▶ Exercise
In the listing below, find each line that holds "SubmissionPipeline" and list it.

▶ Extracted records
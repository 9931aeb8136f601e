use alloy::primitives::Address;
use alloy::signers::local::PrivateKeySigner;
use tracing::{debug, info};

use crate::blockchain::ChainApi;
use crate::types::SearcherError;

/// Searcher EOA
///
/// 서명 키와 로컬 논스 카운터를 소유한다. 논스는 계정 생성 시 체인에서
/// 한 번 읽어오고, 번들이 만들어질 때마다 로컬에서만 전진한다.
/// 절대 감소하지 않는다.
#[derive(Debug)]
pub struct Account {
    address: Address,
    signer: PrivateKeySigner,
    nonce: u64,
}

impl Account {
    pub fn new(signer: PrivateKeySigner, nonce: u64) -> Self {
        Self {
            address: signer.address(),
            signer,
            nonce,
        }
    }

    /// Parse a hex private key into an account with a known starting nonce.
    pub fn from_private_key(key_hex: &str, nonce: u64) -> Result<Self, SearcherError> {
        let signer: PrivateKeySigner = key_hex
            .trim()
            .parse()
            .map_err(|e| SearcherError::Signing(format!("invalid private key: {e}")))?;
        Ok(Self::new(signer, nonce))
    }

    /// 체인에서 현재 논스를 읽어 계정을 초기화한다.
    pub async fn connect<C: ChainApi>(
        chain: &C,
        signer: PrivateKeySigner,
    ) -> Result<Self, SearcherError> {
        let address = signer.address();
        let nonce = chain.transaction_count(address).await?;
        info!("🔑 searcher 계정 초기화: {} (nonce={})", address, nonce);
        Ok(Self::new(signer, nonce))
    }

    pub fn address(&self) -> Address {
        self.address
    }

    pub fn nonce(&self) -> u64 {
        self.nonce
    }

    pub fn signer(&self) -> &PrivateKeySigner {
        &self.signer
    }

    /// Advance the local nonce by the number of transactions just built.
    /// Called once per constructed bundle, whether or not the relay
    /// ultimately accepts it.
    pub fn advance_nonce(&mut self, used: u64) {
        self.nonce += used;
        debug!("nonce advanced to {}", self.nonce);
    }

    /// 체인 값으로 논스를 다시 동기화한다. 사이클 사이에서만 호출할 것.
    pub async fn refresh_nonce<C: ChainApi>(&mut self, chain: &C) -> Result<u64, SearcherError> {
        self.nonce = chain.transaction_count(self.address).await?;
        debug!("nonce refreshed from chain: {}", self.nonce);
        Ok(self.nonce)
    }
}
...
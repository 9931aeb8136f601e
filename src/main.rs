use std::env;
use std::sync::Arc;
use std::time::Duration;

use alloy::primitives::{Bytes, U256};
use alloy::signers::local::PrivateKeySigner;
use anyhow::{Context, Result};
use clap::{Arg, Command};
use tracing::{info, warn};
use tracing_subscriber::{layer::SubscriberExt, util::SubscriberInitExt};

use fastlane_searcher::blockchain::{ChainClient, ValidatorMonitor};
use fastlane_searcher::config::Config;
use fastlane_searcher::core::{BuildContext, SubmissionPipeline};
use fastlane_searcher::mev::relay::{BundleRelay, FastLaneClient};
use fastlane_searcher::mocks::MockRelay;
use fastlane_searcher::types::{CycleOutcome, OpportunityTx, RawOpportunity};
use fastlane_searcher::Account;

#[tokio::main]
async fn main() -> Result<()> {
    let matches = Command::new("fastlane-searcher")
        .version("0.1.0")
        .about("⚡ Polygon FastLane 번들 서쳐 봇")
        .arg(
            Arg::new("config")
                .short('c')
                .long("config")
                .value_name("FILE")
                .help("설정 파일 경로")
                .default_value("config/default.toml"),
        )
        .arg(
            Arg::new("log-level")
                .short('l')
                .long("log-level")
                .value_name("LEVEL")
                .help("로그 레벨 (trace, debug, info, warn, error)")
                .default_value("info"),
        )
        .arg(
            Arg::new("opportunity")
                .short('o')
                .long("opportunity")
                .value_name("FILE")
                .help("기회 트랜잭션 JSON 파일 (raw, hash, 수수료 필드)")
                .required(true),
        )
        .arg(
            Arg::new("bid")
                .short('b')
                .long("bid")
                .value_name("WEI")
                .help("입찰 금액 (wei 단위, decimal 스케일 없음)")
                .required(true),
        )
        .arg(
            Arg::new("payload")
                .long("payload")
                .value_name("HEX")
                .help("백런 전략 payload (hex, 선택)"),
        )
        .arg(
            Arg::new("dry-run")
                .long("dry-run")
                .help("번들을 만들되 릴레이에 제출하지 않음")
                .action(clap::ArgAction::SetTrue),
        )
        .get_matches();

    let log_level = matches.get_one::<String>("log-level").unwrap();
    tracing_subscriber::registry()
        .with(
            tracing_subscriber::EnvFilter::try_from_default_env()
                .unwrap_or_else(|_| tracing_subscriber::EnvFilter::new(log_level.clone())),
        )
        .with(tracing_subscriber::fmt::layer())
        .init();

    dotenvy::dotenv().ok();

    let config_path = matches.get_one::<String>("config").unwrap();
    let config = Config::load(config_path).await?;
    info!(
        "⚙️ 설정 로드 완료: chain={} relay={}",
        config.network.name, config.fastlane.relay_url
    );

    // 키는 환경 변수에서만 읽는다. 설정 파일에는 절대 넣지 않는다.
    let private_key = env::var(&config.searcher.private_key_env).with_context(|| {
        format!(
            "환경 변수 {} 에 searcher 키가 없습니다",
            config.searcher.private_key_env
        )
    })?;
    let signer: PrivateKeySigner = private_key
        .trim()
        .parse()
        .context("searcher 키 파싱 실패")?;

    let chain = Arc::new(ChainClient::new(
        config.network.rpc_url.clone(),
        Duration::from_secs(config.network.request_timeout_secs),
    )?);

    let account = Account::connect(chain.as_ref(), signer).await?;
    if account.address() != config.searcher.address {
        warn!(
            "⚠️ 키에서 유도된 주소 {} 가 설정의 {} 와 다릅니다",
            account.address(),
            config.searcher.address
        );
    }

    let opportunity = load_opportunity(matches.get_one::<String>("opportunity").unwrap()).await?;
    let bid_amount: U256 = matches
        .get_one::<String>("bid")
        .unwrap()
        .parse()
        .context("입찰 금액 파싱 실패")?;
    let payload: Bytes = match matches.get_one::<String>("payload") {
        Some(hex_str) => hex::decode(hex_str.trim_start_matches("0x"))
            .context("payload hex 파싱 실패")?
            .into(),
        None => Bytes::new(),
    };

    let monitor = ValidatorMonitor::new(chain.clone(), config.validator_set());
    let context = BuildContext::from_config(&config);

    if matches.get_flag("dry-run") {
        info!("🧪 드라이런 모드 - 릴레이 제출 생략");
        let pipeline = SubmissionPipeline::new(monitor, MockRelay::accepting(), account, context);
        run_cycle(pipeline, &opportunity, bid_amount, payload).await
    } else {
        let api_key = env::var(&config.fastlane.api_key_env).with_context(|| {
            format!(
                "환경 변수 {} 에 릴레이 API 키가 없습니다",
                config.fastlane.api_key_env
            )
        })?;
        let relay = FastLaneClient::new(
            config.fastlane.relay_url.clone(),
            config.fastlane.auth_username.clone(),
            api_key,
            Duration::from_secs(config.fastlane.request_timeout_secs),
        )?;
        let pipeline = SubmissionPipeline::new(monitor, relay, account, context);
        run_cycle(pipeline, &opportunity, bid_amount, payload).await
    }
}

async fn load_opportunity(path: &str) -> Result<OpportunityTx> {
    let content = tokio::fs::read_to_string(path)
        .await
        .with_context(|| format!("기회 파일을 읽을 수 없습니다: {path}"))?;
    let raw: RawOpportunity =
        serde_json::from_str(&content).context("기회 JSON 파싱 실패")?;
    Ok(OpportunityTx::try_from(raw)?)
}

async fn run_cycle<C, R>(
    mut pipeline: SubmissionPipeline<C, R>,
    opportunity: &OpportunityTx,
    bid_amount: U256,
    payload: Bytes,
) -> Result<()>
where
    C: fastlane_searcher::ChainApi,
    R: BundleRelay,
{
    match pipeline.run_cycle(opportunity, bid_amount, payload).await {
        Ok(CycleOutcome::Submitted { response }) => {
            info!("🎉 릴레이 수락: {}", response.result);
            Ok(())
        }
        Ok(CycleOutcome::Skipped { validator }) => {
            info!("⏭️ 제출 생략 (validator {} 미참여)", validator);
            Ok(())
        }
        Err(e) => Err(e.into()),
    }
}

▶ Task solution
use fastlane_searcher::core::{BuildContext, SubmissionPipeline};
        let pipeline = SubmissionPipeline::new(monitor, MockRelay::accepting(), account, context);
        let pipeline = SubmissionPipeline::new(monitor, relay, account, context);
    mut pipeline: SubmissionPipeline<C, R>,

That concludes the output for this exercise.